Ein Wort zur Rifugio Lagazuoi: Sie ist eine der höchstgelegenen Hütten in den Dolomiten und bietet von ihrer Terrasse aus eine unglaubliche Aussicht auf die Gipfel, wofür sie weltbekannt ist und das Panorama bereits auf diversen Titelseiten erschienen ist (heb bloß die Fotos auf, Uwe!). Kein Wunder also, dass man es hier einen ganzen Tag lang gut aushalten kann. Außerdem kann man hier kostenlos Wehrgänge und Schützengräben des Gebirgskrieges mit Erläuterungstafeln besichtigen. Sie gehören zum Freilichtmuseum des großen Krieges, welches die Auseinandersetzung zwischen den italienischen Alpini und den österreichischen Kaiserjägern im 1.WK hier präsent halten soll. Das verfolgt uns auch die nächsten Tage noch. Aber zunächst genießen wir vom Gipfel des Kaiserjäger-Steigls aus die rote Abendsonne.
- Abends auf dem kl. Lagazuoi
Am nächsten Tag rüsten wir uns mit Stirnlampen und gehen den zweiten Klassiker, den Lipella-Steig, der durch die berühmte Galleria del Castelletto (500m langer Kriegsstollen) beginnt. So richtig Höhenmeter machen wir heute insgesamt nicht, dafür Klettersteigstrecke mit Schwierigkeitsstufe C/D, mit mitunter trotzdem sehr steilen Abschnitten. Außer Corinna geht aber keiner bis zum Gipfel der Tofana Di Rozes (3225m). Wir anderen gehen nur bis zu den Tre Dita (2693m), sehen tatsächlich wie drei Finger aus. Von hier aus gehen wir zur Rif. Giussani (2580m) und halten ab dann Ausschau nach Corinna (mit Apfelstrudel und Kaffee – sie hat es ja nicht anders gewollt?).

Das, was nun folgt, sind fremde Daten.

use std::time::Duration;

use anyhow::{Context, Result};
use config::{Config, Environment, File, FileFormat};
use serde::{Deserialize, Serialize};

use crate::{application::BackendErrorPolicy, storage::etcd::EtcdConfig};

pub const DEFAULT_CONFIG_PATH: &str = "/etc/registry/config.yaml";

#[derive(Debug, Clone, Serialize, Deserialize)]
#[serde(default)]
pub struct RegistryConfig {
    /// Log level of the registry crate.
    /// Default: info
    pub log_level: String,
    pub etcd: EtcdConfig,
    pub lookup: LookupConfig,
    pub validation: ValidationConfig,
}

impl Default for RegistryConfig {
    fn default() -> Self {
        RegistryConfig {
            log_level: "info".to_string(),
            etcd: EtcdConfig::default(),
            lookup: LookupConfig::default(),
            validation: ValidationConfig::default(),
        }
    }
}

/// Where referenced resources are looked up.
#[derive(Debug, Clone, Serialize, Deserialize)]
#[serde(default)]
pub struct LookupConfig {
    pub api_server_url: String,
    /// Per-request timeout of a single lookup.
    /// In seconds. Default: 10 sec
    pub timeout_secs: u64,
}

impl Default for LookupConfig {
    fn default() -> Self {
        LookupConfig {
            api_server_url: "http://localhost:8080".to_string(),
            timeout_secs: 10,
        }
    }
}

impl LookupConfig {
    pub fn timeout(&self) -> Duration {
        Duration::from_secs(self.timeout_secs)
    }
}

#[derive(Debug, Clone, Default, Serialize, Deserialize)]
#[serde(default)]
pub struct ValidationConfig {
    /// How lookup failures other than not-found are treated.
    pub backend_errors: BackendErrorPolicy,
}

fn env_overrides() -> Environment {
    Environment::with_prefix("REGISTRY")
        .prefix_separator("_")
        .separator("__")
}

impl RegistryConfig {
    /// Reads `path` if it exists, then applies `REGISTRY_` environment
    /// overrides, e.g. `REGISTRY_ETCD__POOL_SIZE=4`.
    pub fn load(path: &str) -> Result<Self> {
        Config::builder()
            .add_source(File::with_name(path).required(false))
            .add_source(env_overrides())
            .build()
            .with_context(|| format!("Failed to read config {}", path))?
            .try_deserialize::<RegistryConfig>()
            .with_context(|| "Failed to parse config".to_string())
    }

    pub fn from_yaml(yaml: &str) -> Result<Self> {
        Config::builder()
            .add_source(File::from_str(yaml, FileFormat::Yaml))
            .build()?
            .try_deserialize::<RegistryConfig>()
            .with_context(|| "Failed to parse config".to_string())
    }
}

#[cfg(test)]
mod tests {
    use super::*;

    #[test]
    fn defaults_fill_missing_fields() {
        let config = RegistryConfig::from_yaml(
            r#"
log_level: debug
etcd:
  endpoints:
    - http://etcd-0:2379
    - http://etcd-1:2379
validation:
  backend_errors: failClosed
"#,
        )
        .unwrap();

        assert_eq!(config.log_level, "debug");
        assert_eq!(config.etcd.endpoints.len(), 2);
        assert_eq!(config.etcd.pool_size, 16);
        assert_eq!(config.etcd.prefix, "/registry");
        assert_eq!(config.lookup.api_server_url, "http://localhost:8080");
        assert_eq!(config.lookup.timeout(), Duration::from_secs(10));
        assert_eq!(config.validation.backend_errors, BackendErrorPolicy::FailClosed);
    }

    #[test]
    fn missing_file_uses_defaults() {
        let config = RegistryConfig::load("/nonexistent/registry/config.yaml").unwrap();
        assert_eq!(config.validation.backend_errors, BackendErrorPolicy::FailOpen);
        assert_eq!(config.etcd.endpoints, vec!["http://localhost:2379".to_string()]);
    }

    #[test]
    fn unknown_policy_is_rejected() {
        assert!(RegistryConfig::from_yaml("validation:\n  backend_errors: ignore\n").is_err());
    }
}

- Am Einstieg der „Gallerie del Castelletto“
- Am Einstieg der „Gallerie del Castelletto“
- Einstieg der „Gallerie del Castelletto“
- „Gallerie del Castelletto“
- „Gallerie del Castelletto“
- Rush-hour
- ein tschechischer Bus ist angekommen
- Ferr. Lipella
- hoch über dem Travenanzes-Tal
- die letzten Meter
- Rif. Giussani
- Früh Morgens
Inzwischen ist es schon Donnerstag geworden und wir machen uns auf, zurück zur Ausgangshütte. Natürlich nicht ohne zwei Klettersteigpartien mitzunehmen. Allerdings ist dieser Tag eher etwas unspektakulär und entspannend, außer man entschließt sich, den langen Abstieg zu Fuß statt mit der Seilbahn zurückzulegen. Auf diesem Weg dann in einem Nobelrestaurant am Privatsee, verdreckt, wie man ist, ein Glas Cola zu trinken….und sich an der Absurdität des Augenblickes zu erfreuen, während die anderen in der Stadt einen großen Eisbecher verzehren.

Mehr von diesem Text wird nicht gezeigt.